[Start of section]

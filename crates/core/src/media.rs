use std::fmt;

use crate::graph::NodeRef;

/// What the current media reference carries.
#[derive(Debug, Clone, Copy, PartialEq, Eq, Hash)]
pub enum MediaKind {
    RawImage,
    Latent,
    /// Joint audio/video latent that must be separated before video-only work.
    LatentAudioVideo,
}

impl fmt::Display for MediaKind {
    fn fmt(&self, f: &mut fmt::Formatter<'_>) -> fmt::Result {
        let name = match self {
            Self::RawImage => "raw-image",
            Self::Latent => "latent",
            Self::LatentAudioVideo => "latent-audio-video",
        };
        f.write_str(name)
    }
}

/// The single live media handle of a build.
#[derive(Debug, Clone, PartialEq)]
pub struct MediaCursor {
    pub reference: NodeRef,
    pub kind: MediaKind,
    pub fps: Option<u32>,
    /// Audio latent split off the video, kept for recombination or saving.
    pub audio_latent: Option<NodeRef>,
}

impl MediaCursor {
    pub fn new(reference: NodeRef, kind: MediaKind) -> Self {
        Self {
            reference,
            kind,
            fps: None,
            audio_latent: None,
        }
    }

    pub fn with_fps(mut self, fps: u32) -> Self {
        self.fps = Some(fps);
        self
    }

    pub fn with_audio_latent(mut self, audio_latent: NodeRef) -> Self {
        self.audio_latent = Some(audio_latent);
        self
    }
}

/// One graph insertion step used to move media between kinds.
#[derive(Debug, Clone, Copy, PartialEq, Eq)]
pub enum Conversion {
    /// `VAEEncode`
    VaeEncode,
    /// `VAEDecode`
    VaeDecode,
    /// `LTXVSeparateAVLatent`, audio latent kept on the cursor.
    SeparateAudioVideo,
    /// `LTXVConcatAVLatent` with the held audio latent or a fresh empty one.
    AttachAudio,
}

/// Minimal node sequence converting `from` into `to`.
pub fn conversion_path(from: MediaKind, to: MediaKind) -> &'static [Conversion] {
    use Conversion::*;
    use MediaKind::*;

    match (from, to) {
        (RawImage, Latent) => &[VaeEncode],
        (RawImage, LatentAudioVideo) => &[VaeEncode, AttachAudio],
        (Latent, RawImage) => &[VaeDecode],
        (Latent, LatentAudioVideo) => &[AttachAudio],
        (LatentAudioVideo, Latent) => &[SeparateAudioVideo],
        (LatentAudioVideo, RawImage) => &[SeparateAudioVideo, VaeDecode],
        (RawImage, RawImage) | (Latent, Latent) | (LatentAudioVideo, LatentAudioVideo) => &[],
    }
}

[End of section]

What is required: Where a line of the records above holds the word "Copy", count it; give the total as a single number and nothing else.

Exercise answer: 2